:: INFORMATION PROVIDED
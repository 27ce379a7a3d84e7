//! `ip` command dispatcher over the [`IpNetworkContext`] adapter.

use crate::shell::context::ShellContext;

use super::CommandResult;

/// Minimum surface the `ip` command needs from the host device's network
/// state. Each mutating operation returns `""` on success or
/// a human-readable error line on failure, matching iproute2's own
/// convention for scriptable output.
pub trait IpNetworkContext {
    fn list_interfaces(&self) -> Vec<String>;
    fn show_addr(&self, iface: Option<&str>) -> String;
    fn add_addr(&mut self, iface: &str, cidr: &str) -> String;
    fn del_addr(&mut self, iface: &str, cidr: &str) -> String;
    fn show_route(&self) -> String;
    fn route_get(&self, dest: &str) -> String;
    fn add_route(&mut self, dest: &str, via: Option<&str>, dev: Option<&str>) -> String;
    fn del_route(&mut self, dest: &str) -> String;
    fn show_neigh(&self) -> String;
    fn set_link(&mut self, iface: &str, up: bool) -> String;
}

pub fn ip(ctx: &mut ShellContext, args: &[String], _stdin: Option<&str>) -> CommandResult {
    let Some(object) = args.first() else {
        return ("Usage: ip [ OPTIONS ] OBJECT { COMMAND | help }\n".to_string(), 1);
    };
    let rest = &args[1..];
    let verb = rest.first().map(|s| s.as_str()).unwrap_or("show");

    match object.as_str() {
        "addr" | "a" => match verb {
            "show" | "list" => (ctx.network.show_addr(rest.get(1).map(|s| s.as_str())), 0),
            "add" => {
                let cidr = rest.get(1).cloned().unwrap_or_default();
                let iface = find_after(rest, "dev").unwrap_or_default();
                (ctx.network.add_addr(&iface, &cidr), 0)
            }
            "del" => {
                let cidr = rest.get(1).cloned().unwrap_or_default();
                let iface = find_after(rest, "dev").unwrap_or_default();
                (ctx.network.del_addr(&iface, &cidr), 0)
            }
            other => (format!("Command \"{other}\" is unknown, try \"ip addr help\".\n"), 1),
        },
        "link" | "l" => match verb {
            "show" | "list" => (ctx.network.list_interfaces().join("\n") + "\n", 0),
            "set" => {
                let iface = rest.get(1).cloned().unwrap_or_default();
                let up = rest.iter().any(|a| a == "up");
                let down = rest.iter().any(|a| a == "down");
                if up {
                    (ctx.network.set_link(&iface, true), 0)
                } else if down {
                    (ctx.network.set_link(&iface, false), 0)
                } else {
                    (String::new(), 0)
                }
            }
            other => (format!("Command \"{other}\" is unknown, try \"ip link help\".\n"), 1),
        },
        "route" | "r" => match verb {
            "show" | "list" => (ctx.network.show_route(), 0),
            "get" => {
                let dest = rest.get(1).cloned().unwrap_or_default();
                (ctx.network.route_get(&dest), 0)
            }
            "add" => {
                let dest = rest.get(1).cloned().unwrap_or_default();
                let via = find_after(rest, "via");
                let dev = find_after(rest, "dev");
                let result = ctx.network.add_route(&dest, via.as_deref(), dev.as_deref());
                let code = if result.is_empty() { 0 } else { 2 };
                (result, code)
            }
            "del" => {
                let dest = rest.get(1).cloned().unwrap_or_default();
                let result = ctx.network.del_route(&dest);
                let code = if result.is_empty() { 0 } else { 2 };
                (result, code)
            }
            other => (format!("Command \"{other}\" is unknown, try \"ip route help\".\n"), 1),
        },
        "neigh" | "n" => match verb {
            "show" | "list" => (ctx.network.show_neigh(), 0),
            other => (format!("Command \"{other}\" is unknown, try \"ip neigh help\".\n"), 1),
        },
        other => (format!("Object \"{other}\" is unknown, try \"ip help\".\n"), 1),
    }
}

fn find_after(args: &[String], marker: &str) -> Option<String> {
    let pos = args.iter().position(|a| a == marker)?;
    args.get(pos + 1).cloned()
}

/// A network context with no interfaces, used before a device wires in its
/// real [`crate::ospf`] adapter (and by command-library unit tests).
#[derive(Default)]
pub struct NullNetworkContext;

impl IpNetworkContext for NullNetworkContext {
    fn list_interfaces(&self) -> Vec<String> {
        vec!["lo".to_string()]
    }
    fn show_addr(&self, _iface: Option<&str>) -> String {
        "1: lo: <LOOPBACK,UP> mtu 65536\n    inet 127.0.0.1/8 scope host lo\n".to_string()
    }
    fn add_addr(&mut self, iface: &str, _cidr: &str) -> String {
        format!("Cannot find device \"{iface}\"\n")
    }
    fn del_addr(&mut self, iface: &str, _cidr: &str) -> String {
        format!("Cannot find device \"{iface}\"\n")
    }
    fn show_route(&self) -> String {
        String::new()
    }
    fn route_get(&self, dest: &str) -> String {
        format!("{dest} unreachable\n")
    }
    fn add_route(&mut self, _dest: &str, _via: Option<&str>, _dev: Option<&str>) -> String {
        "RTNETLINK answers: No such device\n".to_string()
    }
    fn del_route(&mut self, dest: &str) -> String {
        format!("RTNETLINK answers: No such process\nCannot find route for {dest}\n")
    }
    fn show_neigh(&self) -> String {
        String::new()
    }
    fn set_link(&mut self, iface: &str, _up: bool) -> String {
        format!("Cannot find device \"{iface}\"\n")
    }
}
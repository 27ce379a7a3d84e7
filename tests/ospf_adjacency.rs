//! Two-router OSPF scenarios over a shared broadcast segment, driven
//! deterministically by a virtual clock.

mod common;

use std::net::{IpAddr, Ipv4Addr};
use std::sync::Arc;

use devsim_core::ospf::interface::InterfaceState;
use devsim_core::ospf::neighbor::NeighborState;
use devsim_core::ospf::transport::{PacketTransport, Segment};
use devsim_core::ospf::{
    InterfaceSettings, NetworkType, OspfEngine, OspfVersion, VirtualClock,
};

use common::{wire, BroadcastPair, A_ADDR, B_ADDR};

#[test]
fn higher_router_id_becomes_dr_and_both_reach_full() {
    let pair = BroadcastPair::new();
    // Hellos flow immediately; the wait timer (one dead interval) ends
    // the Waiting state, and one more hello round settles DR and BDR.
    pair.advance_secs(60);

    let a_iface = pair.a.interface_snapshot("eth0").unwrap();
    let b_iface = pair.b.interface_snapshot("eth0").unwrap();
    assert_eq!(b_iface.state, InterfaceState::Dr, "higher router id takes DR");
    assert_eq!(a_iface.state, InterfaceState::Backup);
    assert_eq!(a_iface.dr, Some(IpAddr::V4(B_ADDR)));
    assert_eq!(b_iface.bdr, Some(IpAddr::V4(A_ADDR)));

    let a_nbr = a_iface.neighbors.get(&Ipv4Addr::new(2, 2, 2, 2)).expect("a sees b");
    let b_nbr = b_iface.neighbors.get(&Ipv4Addr::new(1, 1, 1, 1)).expect("b sees a");
    assert_eq!(a_nbr.state, NeighborState::Full);
    assert_eq!(b_nbr.state, NeighborState::Full);
}

#[test]
fn spf_installs_route_to_shared_segment_at_interface_cost() {
    let pair = BroadcastPair::new();
    pair.advance_secs(60);

    for engine in [&pair.a, &pair.b] {
        let routes = engine.run_spf_blocking();
        let segment = routes
            .iter()
            .find(|r| r.prefix == IpAddr::V4(Ipv4Addr::new(10, 0, 0, 0)) && r.prefix_len == 24)
            .unwrap_or_else(|| panic!("{} lacks segment route: {routes:?}", engine.router_id()));
        assert_eq!(segment.cost, 10, "cost equals the interface cost");
        assert_eq!(segment.interface, "eth0");
    }
}

#[test]
fn mismatched_dead_interval_forms_no_neighbors() {
    let pair = BroadcastPair::with_dead_intervals(40, 120);
    pair.advance_secs(90);
    assert_eq!(pair.a.neighbor_count(), 0);
    assert_eq!(pair.b.neighbor_count(), 0);
}

#[test]
fn silent_peer_is_dropped_within_one_dead_interval() {
    let pair = BroadcastPair::new();
    pair.advance_secs(60);
    assert_eq!(pair.a.neighbor_count(), 1);

    // B goes quiet: its interface drops without a goodbye.
    pair.b.deactivate_interface("eth0").unwrap();
    pair.advance_secs(41);
    assert_eq!(pair.a.neighbor_count(), 0, "dead timer reaps the neighbor");
}

#[test]
fn database_converges_to_identical_lsa_sets() {
    let pair = BroadcastPair::new();
    pair.advance_secs(60);

    let area = Ipv4Addr::UNSPECIFIED;
    let a_keys: Vec<_> =
        pair.a.database_snapshot(area).iter().map(|l| l.header.key()).collect();
    let b_keys: Vec<_> =
        pair.b.database_snapshot(area).iter().map(|l| l.header.key()).collect();
    assert_eq!(a_keys, b_keys, "databases must hold the same LSAs");
    // Both router LSAs plus the DR's network LSA.
    assert!(a_keys.len() >= 3, "expected router and network LSAs: {a_keys:?}");
}

#[test]
fn external_route_floods_and_lands_in_peer_table() {
    let pair = BroadcastPair::new();
    pair.advance_secs(60);

    pair.b.originate_external(Ipv4Addr::new(203, 0, 113, 0), 24, 20);
    pair.advance_secs(2);

    let routes = pair.a.run_spf_blocking();
    let external = routes
        .iter()
        .find(|r| r.prefix == IpAddr::V4(Ipv4Addr::new(203, 0, 113, 0)))
        .unwrap_or_else(|| panic!("external route missing: {routes:?}"));
    assert_eq!(external.cost, 30, "interface cost plus external metric");
    assert_eq!(external.next_hop, Some(IpAddr::V4(B_ADDR)));
}

#[test]
fn point_to_point_pair_reaches_full_without_election() {
    let clock = Arc::new(VirtualClock::new());
    let a = Arc::new(OspfEngine::new(OspfVersion::V2, Ipv4Addr::new(1, 1, 1, 1), clock.clone()));
    let b = Arc::new(OspfEngine::new(OspfVersion::V2, Ipv4Addr::new(2, 2, 2, 2), clock.clone()));

    for (engine, addr) in [(&a, A_ADDR), (&b, B_ADDR)] {
        let mut settings =
            InterfaceSettings::new("ptp0", IpAddr::V4(addr), 30, Ipv4Addr::UNSPECIFIED);
        settings.network_type = NetworkType::PointToPoint;
        engine.add_interface(settings).unwrap();
    }
    wire(&a, &b, IpAddr::V4(A_ADDR), IpAddr::V4(B_ADDR));
    wire(&b, &a, IpAddr::V4(B_ADDR), IpAddr::V4(A_ADDR));
    a.activate_interface("ptp0").unwrap();
    b.activate_interface("ptp0").unwrap();

    for _ in 0..30 {
        clock.advance(1000);
        a.tick();
        b.tick();
    }

    let a_iface = a.interface_snapshot("ptp0").unwrap();
    assert_eq!(a_iface.state, InterfaceState::PointToPoint);
    assert_eq!(
        a_iface.neighbors.get(&Ipv4Addr::new(2, 2, 2, 2)).unwrap().state,
        NeighborState::Full
    );

    let routes = a.run_spf_blocking();
    assert!(
        routes.iter().any(|r| r.prefix == IpAddr::V4(Ipv4Addr::new(10, 0, 0, 0))),
        "p2p stub subnet routed: {routes:?}"
    );
}

#[tokio::test]
async fn segment_transport_carries_hellos_between_engines() {
    let clock = Arc::new(VirtualClock::new());
    let a = Arc::new(OspfEngine::new(OspfVersion::V2, Ipv4Addr::new(1, 1, 1, 1), clock.clone()));
    let b = Arc::new(OspfEngine::new(OspfVersion::V2, Ipv4Addr::new(2, 2, 2, 2), clock.clone()));
    for (engine, addr) in [(&a, A_ADDR), (&b, B_ADDR)] {
        engine
            .add_interface(InterfaceSettings::new(
                "eth0",
                IpAddr::V4(addr),
                24,
                Ipv4Addr::UNSPECIFIED,
            ))
            .unwrap();
        engine.activate_interface("eth0").unwrap();
    }

    // No send callbacks: packets queue in each engine's outbox and are
    // pushed through the shared segment by hand.
    let segment = Segment::new();
    segment.attach(a.clone(), "eth0", IpAddr::V4(A_ADDR));
    segment.attach(b.clone(), "eth0", IpAddr::V4(B_ADDR));
    let a_port = segment.port(IpAddr::V4(A_ADDR));
    let b_port = segment.port(IpAddr::V4(B_ADDR));

    for _ in 0..15 {
        clock.advance(1000);
        a.tick();
        for (iface, dst, packet) in a.drain_outbox() {
            a_port.forward(&iface, dst, packet).await;
        }
        b.tick();
        for (iface, dst, packet) in b.drain_outbox() {
            b_port.forward(&iface, dst, packet).await;
        }
    }

    assert_eq!(a.neighbor_count(), 1);
    assert_eq!(b.neighbor_count(), 1);
}

#[test]
fn ospfv3_point_to_point_adjacency_and_v6_route() {
    let clock = Arc::new(VirtualClock::new());
    let a = Arc::new(OspfEngine::new(OspfVersion::V3, Ipv4Addr::new(1, 1, 1, 1), clock.clone()));
    let b = Arc::new(OspfEngine::new(OspfVersion::V3, Ipv4Addr::new(2, 2, 2, 2), clock.clone()));

    let a_addr: IpAddr = "2001:db8:1::1".parse().unwrap();
    let b_addr: IpAddr = "2001:db8:1::2".parse().unwrap();
    for (engine, addr) in [(&a, a_addr), (&b, b_addr)] {
        let mut settings = InterfaceSettings::new("ptp0", addr, 64, Ipv4Addr::UNSPECIFIED);
        settings.network_type = NetworkType::PointToPoint;
        engine.add_interface(settings).unwrap();
    }
    wire(&a, &b, a_addr, b_addr);
    wire(&b, &a, b_addr, a_addr);
    a.activate_interface("ptp0").unwrap();
    b.activate_interface("ptp0").unwrap();

    for _ in 0..30 {
        clock.advance(1000);
        a.tick();
        b.tick();
    }

    let a_iface = a.interface_snapshot("ptp0").unwrap();
    assert_eq!(
        a_iface.neighbors.get(&Ipv4Addr::new(2, 2, 2, 2)).unwrap().state,
        NeighborState::Full
    );

    let routes = a.run_spf_blocking();
    let v6_prefix: IpAddr = "2001:db8:1::".parse().unwrap();
    assert!(
        routes.iter().any(|r| r.prefix == v6_prefix && r.prefix_len == 64),
        "v6 prefix routed via intra-area-prefix lsa: {routes:?}"
    );
}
::::
If a line falls between the first line of the data above and the line holding "fn list_interfaces(&self) -> Vec<String>;", inclusive, retype it exactly; retype no other line.

repository 27ce379a7a3d84e7
//! `ip` command dispatcher over the [`IpNetworkContext`] adapter.

use crate::shell::context::ShellContext;

use super::CommandResult;

/// Minimum surface the `ip` command needs from the host device's network
/// state. Each mutating operation returns `""` on success or
/// a human-readable error line on failure, matching iproute2's own
/// convention for scriptable output.
pub trait IpNetworkContext {
    fn list_interfaces(&self) -> Vec<String>;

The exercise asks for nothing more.